* [Records for this task]
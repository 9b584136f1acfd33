// ABOUTME: Shared test helpers and utilities for integration tests
// ABOUTME: Exports the in-process HTTP driver and scorer test doubles
//
// SPDX-License-Identifier: MIT OR Apache-2.0
// Copyright (c) 2025 Pierre Fitness Intelligence

#![allow(clippy::unwrap_used, clippy::expect_used, clippy::panic)]
#![allow(dead_code)]

pub mod axum_test;
pub mod test_utils;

* [Task requirements]
A complete answer gives every line of the records holding "ABOUTME".

* [Task output]
// ABOUTME: Shared test helpers and utilities for integration tests
// ABOUTME: Exports the in-process HTTP driver and scorer test doubles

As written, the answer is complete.